++++ DATA EXTRACT

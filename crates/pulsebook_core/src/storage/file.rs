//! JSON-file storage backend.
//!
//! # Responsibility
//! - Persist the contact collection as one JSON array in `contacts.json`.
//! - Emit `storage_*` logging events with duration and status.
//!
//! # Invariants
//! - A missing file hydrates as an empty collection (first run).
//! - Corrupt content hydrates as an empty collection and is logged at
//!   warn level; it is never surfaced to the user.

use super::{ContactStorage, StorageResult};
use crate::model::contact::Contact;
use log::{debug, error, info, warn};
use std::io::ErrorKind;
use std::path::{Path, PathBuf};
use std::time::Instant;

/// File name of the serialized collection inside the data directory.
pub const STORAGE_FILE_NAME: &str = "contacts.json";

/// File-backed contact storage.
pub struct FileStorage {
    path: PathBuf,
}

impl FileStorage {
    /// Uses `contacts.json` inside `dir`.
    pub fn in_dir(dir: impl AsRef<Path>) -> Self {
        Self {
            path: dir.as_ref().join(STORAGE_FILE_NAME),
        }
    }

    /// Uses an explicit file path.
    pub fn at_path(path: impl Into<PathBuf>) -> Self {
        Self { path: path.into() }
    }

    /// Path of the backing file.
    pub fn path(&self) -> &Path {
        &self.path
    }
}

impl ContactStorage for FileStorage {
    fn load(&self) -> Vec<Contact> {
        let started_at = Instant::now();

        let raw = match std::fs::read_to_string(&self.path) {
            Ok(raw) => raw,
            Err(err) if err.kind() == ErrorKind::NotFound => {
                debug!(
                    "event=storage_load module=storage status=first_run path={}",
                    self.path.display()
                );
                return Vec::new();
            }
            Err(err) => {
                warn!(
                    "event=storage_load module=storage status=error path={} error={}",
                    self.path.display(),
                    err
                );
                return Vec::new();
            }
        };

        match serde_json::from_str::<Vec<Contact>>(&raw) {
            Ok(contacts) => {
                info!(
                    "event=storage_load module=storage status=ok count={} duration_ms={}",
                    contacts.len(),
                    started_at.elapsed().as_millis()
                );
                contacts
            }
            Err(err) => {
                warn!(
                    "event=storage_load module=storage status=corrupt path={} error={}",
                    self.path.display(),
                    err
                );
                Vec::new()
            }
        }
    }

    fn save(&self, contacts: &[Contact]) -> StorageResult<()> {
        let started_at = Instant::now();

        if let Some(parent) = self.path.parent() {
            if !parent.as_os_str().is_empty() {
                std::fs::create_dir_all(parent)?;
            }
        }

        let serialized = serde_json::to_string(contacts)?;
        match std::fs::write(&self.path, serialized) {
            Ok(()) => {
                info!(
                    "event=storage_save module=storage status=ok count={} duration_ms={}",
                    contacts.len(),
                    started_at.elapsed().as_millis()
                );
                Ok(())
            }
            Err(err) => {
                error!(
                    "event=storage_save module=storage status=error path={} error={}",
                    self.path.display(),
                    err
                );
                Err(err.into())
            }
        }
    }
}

++++++++
++++ DATA EXTRACT

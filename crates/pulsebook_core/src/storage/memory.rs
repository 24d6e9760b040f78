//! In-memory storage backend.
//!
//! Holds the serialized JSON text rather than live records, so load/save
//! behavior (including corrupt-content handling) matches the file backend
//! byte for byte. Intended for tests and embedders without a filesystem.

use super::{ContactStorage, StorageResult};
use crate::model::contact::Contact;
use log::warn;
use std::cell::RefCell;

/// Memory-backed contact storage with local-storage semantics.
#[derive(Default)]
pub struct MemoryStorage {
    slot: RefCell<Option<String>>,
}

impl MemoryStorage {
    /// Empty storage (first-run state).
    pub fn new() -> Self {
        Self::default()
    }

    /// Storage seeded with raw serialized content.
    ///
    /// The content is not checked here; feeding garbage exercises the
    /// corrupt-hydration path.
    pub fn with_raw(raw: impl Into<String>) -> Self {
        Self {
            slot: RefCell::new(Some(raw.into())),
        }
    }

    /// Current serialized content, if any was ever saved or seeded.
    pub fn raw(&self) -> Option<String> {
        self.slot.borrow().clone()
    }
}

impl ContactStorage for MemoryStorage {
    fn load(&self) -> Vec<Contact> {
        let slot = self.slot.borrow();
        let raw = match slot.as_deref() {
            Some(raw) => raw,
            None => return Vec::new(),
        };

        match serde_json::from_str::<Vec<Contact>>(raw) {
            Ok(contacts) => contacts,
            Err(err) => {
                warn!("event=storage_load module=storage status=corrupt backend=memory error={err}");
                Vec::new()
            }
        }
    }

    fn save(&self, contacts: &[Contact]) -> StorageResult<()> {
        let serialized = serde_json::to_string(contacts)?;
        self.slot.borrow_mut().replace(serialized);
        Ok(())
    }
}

++++++++

DIRECTIONS -> What is the number of lines in the data above that include the word "hydrates"? Answer with that number only.

TASK OUTPUT -> 2